** Available data follows **

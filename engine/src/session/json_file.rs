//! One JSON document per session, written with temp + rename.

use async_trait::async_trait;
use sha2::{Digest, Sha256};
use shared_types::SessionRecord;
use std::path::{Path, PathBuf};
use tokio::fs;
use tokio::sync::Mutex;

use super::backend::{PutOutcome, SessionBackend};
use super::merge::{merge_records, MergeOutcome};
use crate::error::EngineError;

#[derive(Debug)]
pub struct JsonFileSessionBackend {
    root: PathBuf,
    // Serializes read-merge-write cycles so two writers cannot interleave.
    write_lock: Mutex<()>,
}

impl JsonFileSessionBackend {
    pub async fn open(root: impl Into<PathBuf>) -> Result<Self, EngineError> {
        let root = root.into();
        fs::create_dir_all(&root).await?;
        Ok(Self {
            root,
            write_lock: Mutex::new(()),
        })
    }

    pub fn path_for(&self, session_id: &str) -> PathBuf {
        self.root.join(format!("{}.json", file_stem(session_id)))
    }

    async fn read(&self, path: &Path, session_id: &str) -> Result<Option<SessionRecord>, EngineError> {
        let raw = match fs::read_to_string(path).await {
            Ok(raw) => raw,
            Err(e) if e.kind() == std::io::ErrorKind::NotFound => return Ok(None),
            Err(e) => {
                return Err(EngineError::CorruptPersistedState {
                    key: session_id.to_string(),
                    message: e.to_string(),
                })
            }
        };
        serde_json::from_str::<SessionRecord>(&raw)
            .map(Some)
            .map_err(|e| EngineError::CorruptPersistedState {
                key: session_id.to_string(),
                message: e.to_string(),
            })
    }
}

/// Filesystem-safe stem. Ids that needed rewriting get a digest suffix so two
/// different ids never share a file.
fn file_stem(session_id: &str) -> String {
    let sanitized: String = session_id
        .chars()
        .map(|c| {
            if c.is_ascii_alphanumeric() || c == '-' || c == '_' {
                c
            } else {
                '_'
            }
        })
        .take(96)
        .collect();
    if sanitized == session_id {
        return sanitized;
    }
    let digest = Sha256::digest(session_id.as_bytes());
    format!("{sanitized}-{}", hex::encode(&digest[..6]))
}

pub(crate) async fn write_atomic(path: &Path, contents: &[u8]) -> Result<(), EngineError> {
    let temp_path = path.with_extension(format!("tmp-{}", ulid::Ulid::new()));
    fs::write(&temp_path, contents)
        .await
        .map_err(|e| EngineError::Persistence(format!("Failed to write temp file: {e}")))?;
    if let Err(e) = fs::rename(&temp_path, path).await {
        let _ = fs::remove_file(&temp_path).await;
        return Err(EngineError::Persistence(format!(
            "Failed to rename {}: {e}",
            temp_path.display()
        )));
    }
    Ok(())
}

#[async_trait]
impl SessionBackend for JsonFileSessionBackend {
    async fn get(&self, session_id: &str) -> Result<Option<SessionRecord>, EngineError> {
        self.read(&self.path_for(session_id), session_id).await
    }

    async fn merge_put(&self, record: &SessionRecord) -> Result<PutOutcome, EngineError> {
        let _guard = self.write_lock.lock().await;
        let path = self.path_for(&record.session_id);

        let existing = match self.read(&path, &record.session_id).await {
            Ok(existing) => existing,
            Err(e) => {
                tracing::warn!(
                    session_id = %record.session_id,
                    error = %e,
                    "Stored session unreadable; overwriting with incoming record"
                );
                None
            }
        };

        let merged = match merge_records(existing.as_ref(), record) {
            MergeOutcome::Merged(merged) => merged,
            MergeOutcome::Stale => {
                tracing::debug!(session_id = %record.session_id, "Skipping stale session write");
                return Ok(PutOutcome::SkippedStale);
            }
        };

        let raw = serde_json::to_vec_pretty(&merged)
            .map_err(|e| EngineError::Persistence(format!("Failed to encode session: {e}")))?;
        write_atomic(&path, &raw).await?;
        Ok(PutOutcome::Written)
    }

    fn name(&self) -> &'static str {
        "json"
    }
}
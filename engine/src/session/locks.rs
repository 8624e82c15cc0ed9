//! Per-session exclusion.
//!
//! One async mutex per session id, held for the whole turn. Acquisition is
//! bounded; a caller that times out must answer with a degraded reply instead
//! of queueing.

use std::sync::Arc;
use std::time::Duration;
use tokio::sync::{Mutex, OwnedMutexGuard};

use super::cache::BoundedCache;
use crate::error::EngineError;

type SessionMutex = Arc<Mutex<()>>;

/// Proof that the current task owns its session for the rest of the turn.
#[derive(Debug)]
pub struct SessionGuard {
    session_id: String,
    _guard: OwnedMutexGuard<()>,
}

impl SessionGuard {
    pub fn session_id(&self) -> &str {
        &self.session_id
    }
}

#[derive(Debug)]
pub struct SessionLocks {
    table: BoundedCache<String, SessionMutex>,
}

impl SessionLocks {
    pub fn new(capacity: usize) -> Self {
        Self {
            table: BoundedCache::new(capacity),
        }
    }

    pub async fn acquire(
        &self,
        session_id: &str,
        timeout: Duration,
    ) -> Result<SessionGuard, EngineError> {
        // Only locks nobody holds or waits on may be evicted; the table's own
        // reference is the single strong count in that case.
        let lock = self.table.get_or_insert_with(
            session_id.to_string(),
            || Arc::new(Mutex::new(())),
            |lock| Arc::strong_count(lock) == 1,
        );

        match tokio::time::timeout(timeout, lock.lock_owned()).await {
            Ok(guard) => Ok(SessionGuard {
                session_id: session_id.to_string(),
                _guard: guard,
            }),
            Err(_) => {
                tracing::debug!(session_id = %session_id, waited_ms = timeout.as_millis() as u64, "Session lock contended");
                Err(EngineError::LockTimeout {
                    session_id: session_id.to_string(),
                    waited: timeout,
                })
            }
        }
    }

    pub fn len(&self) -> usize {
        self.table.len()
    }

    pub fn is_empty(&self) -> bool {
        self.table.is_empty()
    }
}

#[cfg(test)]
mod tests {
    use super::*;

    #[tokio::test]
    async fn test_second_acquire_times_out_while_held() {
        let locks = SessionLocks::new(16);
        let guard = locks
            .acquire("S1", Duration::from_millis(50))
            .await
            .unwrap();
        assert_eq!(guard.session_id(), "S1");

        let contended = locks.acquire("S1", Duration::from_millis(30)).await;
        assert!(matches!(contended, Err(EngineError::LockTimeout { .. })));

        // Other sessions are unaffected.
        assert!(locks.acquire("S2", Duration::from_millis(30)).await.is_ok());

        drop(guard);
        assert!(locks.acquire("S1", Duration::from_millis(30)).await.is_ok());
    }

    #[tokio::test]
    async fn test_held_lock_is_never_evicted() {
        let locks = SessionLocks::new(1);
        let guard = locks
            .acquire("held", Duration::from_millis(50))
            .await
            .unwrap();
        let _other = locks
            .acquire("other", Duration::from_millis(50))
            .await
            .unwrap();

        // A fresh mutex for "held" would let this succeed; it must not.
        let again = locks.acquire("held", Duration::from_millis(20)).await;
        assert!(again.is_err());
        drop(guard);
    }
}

** End of Available data **

To do »
Your answer should be only the number of lines in the records that hold the word "rename".

Written solution »
3